*Problem details*. Lines from the beginning of the data below through the one containing "half-up money rounding" are to be printed exactly as they appear.

*** Opening Excerpted records ***

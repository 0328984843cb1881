//! Insurance side of the settlement core
//!
//! Provides:
//! - Coverage resolution against HMO coverage plans
//! - Covered / patient split calculation with half-up money rounding
//! - The claim ledger: claim creation, adjudication and per-encounter
//!   claim summaries
//!
//! Storage is abstracted behind [`ClaimTx`]; the billing service supplies
//! the implementations and owns the transaction boundaries.

pub mod calculator;
pub mod claim_number;
pub mod coverage;
pub mod error;
pub mod ledger;
pub mod models;
pub mod store;

pub use calculator::*;
pub use claim_number::*;
pub use coverage::*;
pub use error::*;
pub use ledger::*;
pub use models::*;
pub use store::*;
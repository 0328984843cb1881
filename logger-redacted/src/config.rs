// Logger configuration
use serde::{Deserialize, Serialize};

#[derive(Debug, Clone, PartialEq, Eq, Serialize, Deserialize)]
#[serde(default)]
pub struct LoggerConfig {
    /// Default filter directive when `RUST_LOG` is unset
    pub level: String,
    /// Emit JSON lines instead of the human-readable format
    pub json: bool,
    /// Mask free-text values before they reach a log field
    pub redaction_enabled: bool,
    /// Replace redacted values with a short hash so repeats can be correlated
    pub hash_for_correlation: bool,
}

impl Default for LoggerConfig {
    fn default() -> Self {
        Self {
            level: "info".to_string(),
            json: false,
            redaction_enabled: true,
            hash_for_correlation: false,
        }
    }
}
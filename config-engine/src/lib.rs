//! Configuration for the RustCare settlement core
//!
//! Settings are loaded once at startup into a [`SettlementConfig`] and passed
//! by value to the services that need them. Nothing in the core reads
//! configuration lazily or from a global.
//!
//! # Sources
//!
//! Lowest to highest precedence:
//!
//! - **Defaults**: `SettlementConfig::default()`
//! - **File**: optional TOML or YAML file, picked by extension
//! - **Environment**: `RUSTCARE_*`, nested keys split on `__`
//!   (`RUSTCARE_DATABASE__URL`)
//!
//! # Example
//!
//! ```rust,no_run
//! use config_engine::ConfigLoader;
//!
//! // Loads the layered settings and installs tracing from `[logging]`
//! let config = ConfigLoader::new()
//!     .with_file("settlement.toml")
//!     .init()
//!     .expect("valid settlement configuration");
//! tracing::info!(claim_prefix = %config.claim_number_prefix, "Settlement core starting");
//! ```

pub mod error;
pub mod providers;
pub mod settlement;
pub mod validation;

pub use error::*;
pub use providers::*;
pub use settlement::*;
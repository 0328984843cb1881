//! PostgreSQL access for the settlement core
//!
//! Thin wrapper over `sqlx`: a configured pool, a transaction manager whose
//! transactions own their connection (`Transaction<'static, Postgres>`) so
//! they can live inside a service-level unit of work, and a shared error
//! type that recognises unique violations.
//!
//! ```rust,no_run
//! use config_engine::DatabaseSettings;
//! use database_layer::{DatabasePool, TransactionManager};
//!
//! # async fn run() -> database_layer::DatabaseResult<()> {
//! let pool = DatabasePool::connect(&DatabaseSettings::default()).await?;
//! let manager = TransactionManager::new(pool).with_lock_timeout_ms(5_000);
//! let tx = manager.begin().await?;
//! tx.commit().await?;
//! # Ok(())
//! # }
//! ```

pub mod connection;
pub mod error;
pub mod transaction;

pub use connection::*;
pub use error::*;
pub use transaction::*;
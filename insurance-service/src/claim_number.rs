use rand::Rng;

/// Source of candidate claim numbers
///
/// Candidates need not be unique; the ledger retries on collision.
pub trait ClaimNumberGenerator: Send + Sync {
    fn next_claim_number(&self) -> String;
}

/// `<PREFIX>-<8 uppercase hex digits>` from the thread-local RNG
#[derive(Debug, Clone)]
pub struct RandomClaimNumbers {
    prefix: String,
}

impl RandomClaimNumbers {
    pub fn new(prefix: impl Into<String>) -> Self {
        Self { prefix: prefix.into() }
    }
}

impl ClaimNumberGenerator for RandomClaimNumbers {
    fn next_claim_number(&self) -> String {
        let suffix: u32 = rand::thread_rng().gen();
        format!("{}-{:08X}", self.prefix, suffix)
    }
}

#[cfg(test)]
mod tests {
    use super::*;

    #[test]
    fn test_format() {
        let number = RandomClaimNumbers::new("CLM").next_claim_number();
        assert_eq!(number.len(), "CLM-".len() + 8);
        assert!(number.starts_with("CLM-"));
        assert!(number["CLM-".len()..].chars().all(|c| c.is_ascii_hexdigit()));
    }
}
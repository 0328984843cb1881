//! Billing settlement for hospital orders
//!
//! Provides:
//! - Order settlement: insurance claim, deposit or wallet draw, debt and an
//!   immutable transaction record, committed atomically
//! - Deposit drawdown: FIFO clearing of pending admission orders when a
//!   deposit arrives
//! - Claim adjudication entry points for the insurance back office
//! - PostgreSQL and in-memory stores behind [`SettlementStore`]
//!
//! # Example
//!
//! ```rust
//! use billing_service::{MemorySettlementStore, OrderRef, SettlementEngine, Wallet};
//! use config_engine::SettlementConfig;
//! use insurance_service::ClaimType;
//! use rust_decimal::Decimal;
//! use uuid::Uuid;
//!
//! # #[tokio::main]
//! # async fn main() -> Result<(), billing_service::BillingError> {
//! let store = MemorySettlementStore::new();
//! let patient = Uuid::new_v4();
//! store.add_wallet(Wallet::new(patient, Decimal::new(10_000, 2))).await;
//!
//! let engine = SettlementEngine::new(store.clone(), &SettlementConfig::default());
//! let order = OrderRef::new(ClaimType::Drug, patient, Decimal::new(2_500, 2));
//! let result = engine.settle_new(order, Uuid::new_v4()).await?;
//!
//! assert_eq!(result.patient_paid, Decimal::new(2_500, 2));
//! assert!(!result.claim_created());
//! # Ok(())
//! # }
//! ```

pub mod adjudication;
pub mod drawdown;
pub mod error;
pub mod models;
pub mod settlement;
pub mod store;

pub use adjudication::*;
pub use drawdown::*;
pub use error::*;
pub use models::*;
pub use settlement::*;
pub use store::*;
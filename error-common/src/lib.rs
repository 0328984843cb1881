//! Common error handling utilities for the RustCare settlement core
//!
//! Every service crate keeps its own `thiserror` enum close to the code that
//! raises it. This crate holds what they share:
//!
//! - **Error codes**: stable identifiers that survive message rewording and
//!   are safe to hand to API clients and dashboards
//! - **`RustCareError`**: the envelope an outer layer (HTTP, CLI, jobs)
//!   receives once a service error leaves its crate
//!
//! # Example
//!
//! ```rust
//! use error_common::{codes, RustCareError};
//!
//! fn reject_zero_total(total: i64) -> Result<(), RustCareError> {
//!     if total <= 0 {
//!         return Err(RustCareError::validation(
//!             codes::billing::INVALID_ORDER_AMOUNT,
//!             "order total must be positive",
//!         ));
//!     }
//!     Ok(())
//! }
//!
//! let err = reject_zero_total(0).unwrap_err();
//! assert_eq!(err.code(), "BILLING_5001");
//! ```

pub mod codes;
pub mod types;

pub use types::*;
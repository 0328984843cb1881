#![allow(dead_code)]

use std::collections::VecDeque;
use std::sync::Mutex;

use billing_service::{AdjudicationService, Admission, MemorySettlementStore, SettlementEngine, Wallet};
use chrono::NaiveDate;
use config_engine::SettlementConfig;
use insurance_service::{
    CategoryCoverage, ClaimLedger, ClaimNumberGenerator, CoveragePlan, PatientInsurance, ServiceCategory,
};
use rust_decimal::Decimal;
use uuid::Uuid;

pub struct Fixture {
    pub store: MemorySettlementStore,
    pub engine: SettlementEngine<MemorySettlementStore>,
    pub adjudication: AdjudicationService<MemorySettlementStore>,
    pub config: SettlementConfig,
    pub patient: Uuid,
    pub actor: Uuid,
}

impl Fixture {
    pub fn new() -> Self {
        Self::with_config(SettlementConfig::default())
    }

    pub fn with_config(config: SettlementConfig) -> Self {
        let store = MemorySettlementStore::new();
        Self {
            engine: SettlementEngine::new(store.clone(), &config),
            adjudication: AdjudicationService::new(store.clone(), &config),
            store,
            config,
            patient: Uuid::new_v4(),
            actor: Uuid::new_v4(),
        }
    }

    /// Enrol the fixture patient on `plan` with a valid, verified policy
    pub async fn insure(&self, plan: CoveragePlan) -> PatientInsurance {
        let insurance = policy(self.patient, &plan);
        self.store.add_coverage_plan(plan).await;
        self.store.add_patient_insurance(insurance.clone()).await;
        insurance
    }

    pub async fn admit(&self, deposit: Decimal) -> Admission {
        let admission = Admission::new(self.patient).with_deposit(deposit);
        self.store.add_admission(admission.clone()).await;
        admission
    }

    pub async fn fund_wallet(&self, balance: Decimal) {
        self.store.add_wallet(Wallet::new(self.patient, balance)).await;
    }
}

pub fn policy(patient_id: Uuid, plan: &CoveragePlan) -> PatientInsurance {
    PatientInsurance {
        id: Uuid::new_v4(),
        patient_id,
        hmo_id: plan.hmo_id,
        coverage_plan_id: plan.id,
        policy_number: format!("HMO-{}", &Uuid::new_v4().simple().to_string()[..10]),
        valid_from: date(2020, 1, 1),
        valid_to: date(2099, 12, 31),
        is_active: true,
        is_verified: true,
    }
}

pub fn plan_with(category: ServiceCategory, rule: CategoryCoverage) -> CoveragePlan {
    CoveragePlan::new(Uuid::new_v4(), "Standard").with_rule(category, rule)
}

pub fn date(year: i32, month: u32, day: u32) -> NaiveDate {
    NaiveDate::from_ymd_opt(year, month, day).unwrap()
}

/// Hands out a fixed list of claim numbers, repeating the last one
pub struct ScriptedNumbers {
    numbers: Mutex<VecDeque<String>>,
}

impl ScriptedNumbers {
    pub fn new(numbers: &[&str]) -> Self {
        Self {
            numbers: Mutex::new(numbers.iter().map(|n| n.to_string()).collect()),
        }
    }
}

impl ClaimNumberGenerator for ScriptedNumbers {
    fn next_claim_number(&self) -> String {
        let mut numbers = self.numbers.lock().unwrap();
        if numbers.len() > 1 {
            numbers.pop_front().unwrap()
        } else {
            numbers.front().cloned().unwrap()
        }
    }
}

pub fn scripted_engine(
    store: &MemorySettlementStore,
    config: &SettlementConfig,
    numbers: &[&str],
) -> SettlementEngine<MemorySettlementStore, ScriptedNumbers> {
    let ledger = ClaimLedger::with_generator(config, ScriptedNumbers::new(numbers));
    SettlementEngine::with_ledger(store.clone(), ledger, config)
}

*** Closing Excerpted records ***

*Answer to this task*.
repository 0328984843cb1881
//! Insurance side of the settlement core
//!
//! Provides:
//! - Coverage resolution against HMO coverage plans
//! - Covered / patient split calculation with half-up money rounding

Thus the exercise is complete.